NCAA bowling championship
- Sport: College Bowling
- Founded: 2004
- No. of teams: 95 (regular season, 2025–26) 19 (championship, 2025)
- Most recent champion: Jacksonville State (2)
- Most titles: Nebraska (6)
- Broadcaster: ESPNU
- Website: NCAA.com

= NCAA bowling championship =

US women's college championship

The NCAA Bowling Championship is a sanctioned women's championship in college athletics. Unlike many NCAA sports, only one National Collegiate championship is held each season with teams from Division I, Division II, and Division III competing together. Nineteen teams, eleven of them automatic qualifiers and the other eight being at-large selections, are chosen by the NCAA Bowling Committee to compete in the championship. The championship was first held in April 2004.

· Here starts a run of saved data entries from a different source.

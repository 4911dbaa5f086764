//! In-memory capability doubles for tests (A7), mirroring the teacher's
//! `MockLLMClient`.

use async_trait::async_trait;
use std::sync::atomic::{AtomicBool, Ordering};

use super::{
    BriefRequest, BriefResponse, CapabilityHealth, EditRequest, EditResponse, EditorCapability,
    MetadataRequest, MetadataResponse, MetadataCapability, ReviewCapability, ReviewRequest,
    ReviewResponse, ScriptCapability, ScriptRequest, ScriptResponse, TtsCapability, TtsRequest,
    TtsResponse, WriterCapability,
};
use crate::error::CapabilityError;

/// A reviewer that always returns a fixed confidence and tag set, optionally
/// forced to fail so cascade-escalation and fallback paths can be exercised.
pub struct MockReviewer {
    pub confidence: f64,
    pub tags: Vec<String>,
    pub fail: AtomicBool,
}

impl MockReviewer {
    pub fn new(confidence: f64, tags: Vec<String>) -> Self {
        Self {
            confidence,
            tags,
            fail: AtomicBool::new(false),
        }
    }

    pub fn set_fail(&self, fail: bool) {
        self.fail.store(fail, Ordering::SeqCst);
    }
}

#[async_trait]
impl CapabilityHealth for MockReviewer {
    async fn health_check(&self) -> bool {
        !self.fail.load(Ordering::SeqCst)
    }
}

#[async_trait]
impl ReviewCapability for MockReviewer {
    async fn review(&self, request: &ReviewRequest) -> Result<ReviewResponse, CapabilityError> {
        if self.fail.load(Ordering::SeqCst) {
            return Err(CapabilityError::Transport {
                capability: "mock_reviewer".to_string(),
                reason: "forced failure".to_string(),
            });
        }
        Ok(ReviewResponse {
            tags: self.tags.clone(),
            summary: format!("summary of {}", request.title),
            confidence: self.confidence,
        })
    }
}

pub struct MockWriter;

#[async_trait]
impl CapabilityHealth for MockWriter {
    async fn health_check(&self) -> bool {
        true
    }
}

#[async_trait]
impl WriterCapability for MockWriter {
    async fn brief(&self, request: &BriefRequest) -> Result<BriefResponse, CapabilityError> {
        Ok(BriefResponse {
            brief: format!(
                "brief for {} (presenter {}) covering {} articles",
                request.group_name,
                request.presenter_id,
                request.article_titles.len()
            ),
        })
    }
}

pub struct MockScript {
    pub fail: AtomicBool,
}

impl MockScript {
    pub fn new() -> Self {
        Self { fail: AtomicBool::new(false) }
    }

    pub fn set_fail(&self, fail: bool) {
        self.fail.store(fail, Ordering::SeqCst);
    }
}

impl Default for MockScript {
    fn default() -> Self {
        Self::new()
    }
}

#[async_trait]
impl CapabilityHealth for MockScript {
    async fn health_check(&self) -> bool {
        !self.fail.load(Ordering::SeqCst)
    }
}

#[async_trait]
impl ScriptCapability for MockScript {
    async fn generate_script(&self, request: &ScriptRequest) -> Result<ScriptResponse, CapabilityError> {
        if self.fail.load(Ordering::SeqCst) {
            return Err(CapabilityError::Transport {
                capability: "mock_script".to_string(),
                reason: "forced failure".to_string(),
            });
        }
        Ok(ScriptResponse {
            script: format!("Script for {}: {}", request.group_name, request.briefs.join(" ")),
        })
    }
}

/// Lets tests hold onto a `MockScript` (e.g. to flip `set_fail` after the
/// capability set has been built) while the set itself only needs a trait
/// object.
#[async_trait]
impl ScriptCapability for std::sync::Arc<MockScript> {
    async fn generate_script(&self, request: &ScriptRequest) -> Result<ScriptResponse, CapabilityError> {
        (**self).generate_script(request).await
    }
}

#[async_trait]
impl CapabilityHealth for std::sync::Arc<MockScript> {
    async fn health_check(&self) -> bool {
        (**self).health_check().await
    }
}

pub struct MockEditor;

#[async_trait]
impl CapabilityHealth for MockEditor {
    async fn health_check(&self) -> bool {
        true
    }
}

#[async_trait]
impl EditorCapability for MockEditor {
    async fn edit(&self, request: &EditRequest) -> Result<EditResponse, CapabilityError> {
        Ok(EditResponse {
            edited_script: request.script.clone(),
        })
    }
}

pub struct MockMetadata;

#[async_trait]
impl CapabilityHealth for MockMetadata {
    async fn health_check(&self) -> bool {
        true
    }
}

#[async_trait]
impl MetadataCapability for MockMetadata {
    async fn generate_metadata(&self, request: &MetadataRequest) -> Result<MetadataResponse, CapabilityError> {
        Ok(MetadataResponse {
            title: format!("{} episode", request.group_name),
            description: request.script.chars().take(120).collect(),
        })
    }
}

pub struct MockTts {
    pub fail: AtomicBool,
}

impl MockTts {
    pub fn new() -> Self {
        Self { fail: AtomicBool::new(false) }
    }

    pub fn set_fail(&self, fail: bool) {
        self.fail.store(fail, Ordering::SeqCst);
    }
}

impl Default for MockTts {
    fn default() -> Self {
        Self::new()
    }
}

#[async_trait]
impl CapabilityHealth for MockTts {
    async fn health_check(&self) -> bool {
        !self.fail.load(Ordering::SeqCst)
    }
}

#[async_trait]
impl TtsCapability for MockTts {
    async fn synthesize(&self, request: &TtsRequest) -> Result<TtsResponse, CapabilityError> {
        if self.fail.load(Ordering::SeqCst) {
            return Err(CapabilityError::Transport {
                capability: "mock_tts".to_string(),
                reason: "forced failure".to_string(),
            });
        }
        Ok(TtsResponse {
            audio_url: "https://cdn.example.com/mock.mp3".to_string(),
            duration_seconds: (request.script.len() as f64 / 15.0).max(1.0),
            byte_size: request.script.len() as u64 * 100,
        })
    }
}
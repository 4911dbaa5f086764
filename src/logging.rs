//! Structured logging setup (A3).
//!
//! A thin wrapper around `tracing-subscriber` so `main` has one call to make;
//! the rest of the crate just uses `tracing::{info,warn,error,debug}!` at
//! suspension points and state transitions, the way the teacher's scheduler
//! and routing modules do.

use crate::config::{LogFormat, LoggingConfig};

pub fn init(config: &LoggingConfig) {
    let filter = tracing_subscriber::EnvFilter::try_from_default_env()
        .unwrap_or_else(|_| tracing_subscriber::EnvFilter::new(config.level.clone()));

    let subscriber = tracing_subscriber::fmt().with_env_filter(filter);

    match config.format {
        LogFormat::Json => {
            subscriber.json().init();
        }
        LogFormat::Pretty => {
            subscriber.init();
        }
    }
}
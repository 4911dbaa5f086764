//! Fingerprint Store (C1, §4.1): sliding-window dedup by content hash.

use std::sync::Arc;
use std::time::Duration;

use chrono::{DateTime, Utc};
use dashmap::DashMap;
use sha2::{Digest, Sha256};

/// Outcome of a `seen_or_insert` test-and-set.
#[derive(Debug, Clone, Copy, PartialEq, Eq)]
pub enum SeenResult {
    Fresh,
    Duplicate,
}

struct Entry {
    expires_at: DateTime<Utc>,
}

/// Concurrent, TTL'd fingerprint set. Backed by an in-process `DashMap`
/// (§9: "must not assume" the backing store — this is the single-node
/// implementation; a coordination-store-backed one would implement the same
/// shape behind a trait if this crate needed to be pluggable at that seam).
pub struct FingerprintStore {
    entries: DashMap<String, Entry>,
    ttl: Duration,
    dedup_enabled: bool,
    duplicates_seen: std::sync::atomic::AtomicU64,
}

impl FingerprintStore {
    pub fn new(ttl: Duration, dedup_enabled: bool) -> Arc<Self> {
        Arc::new(Self {
            entries: DashMap::new(),
            ttl,
            dedup_enabled,
            duplicates_seen: std::sync::atomic::AtomicU64::new(0),
        })
    }

    /// Deterministic hash of normalized title ⊕ url ⊕ content prefix (§4.1).
    pub fn fingerprint(title: &str, url: &str, content: &str) -> String {
        const CONTENT_PREFIX_CHARS: usize = 512;
        let normalized = format!(
            "{}|{}|{}",
            normalize(title),
            normalize_url(url),
            normalize(&content.chars().take(CONTENT_PREFIX_CHARS).collect::<String>())
        );
        let mut hasher = Sha256::new();
        hasher.update(normalized.as_bytes());
        hex::encode(hasher.finalize())
    }

    /// Atomic test-and-set. Returns `Fresh` always when dedup is disabled.
    pub fn seen_or_insert(&self, hash: &str) -> SeenResult {
        if !self.dedup_enabled {
            return SeenResult::Fresh;
        }
        let now = Utc::now();
        match self.entries.entry(hash.to_string()) {
            dashmap::mapref::entry::Entry::Occupied(mut occ) => {
                if occ.get().expires_at < now {
                    occ.insert(Entry {
                        expires_at: now + chrono::Duration::from_std(self.ttl).unwrap_or_default(),
                    });
                    SeenResult::Fresh
                } else {
                    self.duplicates_seen
                        .fetch_add(1, std::sync::atomic::Ordering::Relaxed);
                    SeenResult::Duplicate
                }
            }
            dashmap::mapref::entry::Entry::Vacant(vac) => {
                vac.insert(Entry {
                    expires_at: now + chrono::Duration::from_std(self.ttl).unwrap_or_default(),
                });
                SeenResult::Fresh
            }
        }
    }

    /// Idempotent sweep removing expired entries.
    pub fn purge_expired(&self) {
        let now = Utc::now();
        self.entries.retain(|_, entry| entry.expires_at >= now);
    }

    pub fn len(&self) -> usize {
        self.entries.len()
    }

    pub fn is_empty(&self) -> bool {
        self.entries.is_empty()
    }

    pub fn duplicates_seen(&self) -> u64 {
        self.duplicates_seen.load(std::sync::atomic::Ordering::Relaxed)
    }
}

fn normalize(input: &str) -> String {
    input
        .to_lowercase()
        .chars()
        .filter(|c| c.is_alphanumeric() || c.is_whitespace())
        .collect::<String>()
        .split_whitespace()
        .collect::<Vec<_>>()
        .join(" ")
}

fn normalize_url(url: &str) -> String {
    let trimmed = url.trim().trim_end_matches('/');
    let without_scheme = trimmed
        .trim_start_matches("https://")
        .trim_start_matches("http://")
        .trim_start_matches("www.");
    without_scheme.to_lowercase()
}

/// Spawns the background purge loop; returns a handle that stops it on drop
/// of the returned `Notify`-triggering shutdown signal.
pub fn spawn_purge_loop(
    store: Arc<FingerprintStore>,
    interval: Duration,
    shutdown: Arc<tokio::sync::Notify>,
) -> tokio::task::JoinHandle<()> {
    tokio::spawn(async move {
        let mut ticker = tokio::time::interval(interval);
        loop {
            tokio::select! {
                _ = ticker.tick() => {
                    store.purge_expired();
                }
                _ = shutdown.notified() => {
                    break;
                }
            }
        }
    })
}

#[cfg(test)]
mod tests {
    use super::*;

    #[test]
    fn duplicate_within_ttl_never_returns_fresh() {
        let store = FingerprintStore::new(Duration::from_secs(3600), true);
        let hash = FingerprintStore::fingerprint("Title", "https://example.com/a", "content");
        assert_eq!(store.seen_or_insert(&hash), SeenResult::Fresh);
        assert_eq!(store.seen_or_insert(&hash), SeenResult::Duplicate);
        assert_eq!(store.seen_or_insert(&hash), SeenResult::Duplicate);
        assert_eq!(store.duplicates_seen(), 2);
    }

    #[test]
    fn disabled_dedup_always_fresh() {
        let store = FingerprintStore::new(Duration::from_secs(3600), false);
        let hash = FingerprintStore::fingerprint("Title", "https://example.com/a", "content");
        assert_eq!(store.seen_or_insert(&hash), SeenResult::Fresh);
        assert_eq!(store.seen_or_insert(&hash), SeenResult::Fresh);
    }

    #[test]
    fn fingerprint_ignores_whitespace_and_case() {
        let a = FingerprintStore::fingerprint("Hello World", "https://EXAMPLE.com/x", "Some Content Here");
        let b = FingerprintStore::fingerprint("  hello   world  ", "http://example.com/x/", "some   content  here");
        assert_eq!(a, b);
    }

    #[test]
    fn purge_expired_is_idempotent() {
        let store = FingerprintStore::new(Duration::from_millis(1), true);
        let hash = FingerprintStore::fingerprint("t", "u", "c");
        store.seen_or_insert(&hash);
        std::thread::sleep(Duration::from_millis(5));
        store.purge_expired();
        store.purge_expired();
        assert!(store.is_empty());
    }

    #[test]
    fn expired_entry_arrival_is_fresh_again() {
        let store = FingerprintStore::new(Duration::from_millis(1), true);
        let hash = FingerprintStore::fingerprint("t", "u", "c");
        assert_eq!(store.seen_or_insert(&hash), SeenResult::Fresh);
        std::thread::sleep(Duration::from_millis(5));
        assert_eq!(store.seen_or_insert(&hash), SeenResult::Fresh);
    }
}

The most successful team is Nebraska with 6 titles in school history. Jacksonville State is the reigning champion for their 2nd title in school history, defeating Wichita State 4 games to 1 in the 2026 championship which was held at Yorktown Lanes in the Cleveland suburb of Parma Heights, Ohio.

Nebraska is the only program to qualify for all 22 NCAA Bowling Championships since the NCAA started sponsoring bowling in the 2003–04 season.

In July 2025, the Division II Management Council recommended that the division's executive board sponsor legislation that would establish a separate D-II bowling championship. This legislation was considered by the D-II membership at the 2026 NCAA convention. The Division II Championships Committee had started a feasibility study for a D-II bowling championship after the 2023–24 school year, at which time 38 D-II members sponsored the sport. Under current Division II rules, 35 members must sponsor a sport before a separate D-II championship can be established. The final legislation was approved at the 2026 NCAA convention, with the first D-II bowling championship taking place in April 2028. Current NCAA rules require that once a division-specific championship is approved for a sport that uses the National Collegiate format, two National Collegiate championships must be held before the division championship can start.

==Format==
The collegiate bowling season runs from late October through the end of March, and the National Collegiate Women's Bowling Championship is held in April.

===Through 2017===
The format for the championships from 2004 to 2017 began with qualifying rounds in which each team bowled one five-person regular team game against each of the other seven teams participating in the championship.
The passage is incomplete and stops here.